Why use H3 Indexing?

But why H3 indexing? Originally developed by Uber as a spatial indexing system, it divides the world into hexagonal grids, offering better proximity calculations than traditional methods like latitude and longitude bounding boxes. H3’s hierarchical structure allows for more flexible and efficient geospatial analysis. Together, ClickHouse and H3 enable users to perform high-performance geospatial queries on large datasets with ease.

Figure 1: How H3 sees the world

The OpenCelliD dataset provides data about cell tower locations worldwide. Each record contains the latitude, longitude, and additional information about individual towers, such as their unique identifiers and network information. This dataset is used for:

  • Mapping and visualizing mobile network coverage.
  • Analyzing tower density and signal distribution in specific regions.
  • Identifying tower proximity to other geospatial features or points of interest.

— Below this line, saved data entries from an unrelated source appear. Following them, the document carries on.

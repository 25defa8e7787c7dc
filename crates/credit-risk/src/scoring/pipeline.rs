use super::domain::ApplicantRecord;

/// Failures while running a validated record through the pretrained pipeline.
#[derive(Debug, Clone, PartialEq, thiserror::Error)]
pub enum PredictionError {
    #[error("schema mismatch: {0}")]
    SchemaMismatch(String),
    #[error("classifier produced a non-finite probability ({0})")]
    NonFiniteProbability(f64),
}

/// The pretrained preprocessing + classification pair.
///
/// Implementations are loaded once and shared read-only for the life of the
/// process, hence `Send + Sync` and `&self` everywhere.
pub trait InferencePipeline: Send + Sync {
    /// Encodes the record into the dense vector the classifier expects.
    fn transform(&self, record: &ApplicantRecord) -> Result<Vec<f64>, PredictionError>;

    /// Probability of the default class for one encoded row.
    fn predict_probability(&self, features: &[f64]) -> Result<f64, PredictionError>;

    /// Output feature names of the transformer, aligned with `feature_importances`.
    fn feature_names(&self) -> &[String];

    fn feature_importances(&self) -> &[f64];

    fn predict_record(&self, record: &ApplicantRecord) -> Result<f64, PredictionError> {
        let features = self.transform(record)?;
        self.predict_probability(&features)
    }
}
mod assess;
mod cli;
mod infra;
mod render;
mod routes;
mod server;

use credit_risk::error::AppError;

pub async fn run() -> Result<(), AppError> {
    cli::run().await
}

The dataset contains approximately 5 million rows, which is very easy to manage with ClickHouse. However, due to the unique nature of tower cell signal propagation, OpenCelliD is an ideal candidate for showcasing the capabilities of H3 indexing in ClickHouse. We’ll use the latest dataset from OpenCelliD. That gives us great sample data, and we don’t need to download it manually. We’ll just use the url() function to insert it in our schema. We’ll see how to do this later.

What is H3?

As we said earlier, H3 divides the Earth into a grid of hexagonal cells. Each cell has a unique identifier called an H3 index. This hierarchical structure allows for varying levels of resolution, making H3 a flexible and scalable solution for a wide range of geospatial queries and visualizations.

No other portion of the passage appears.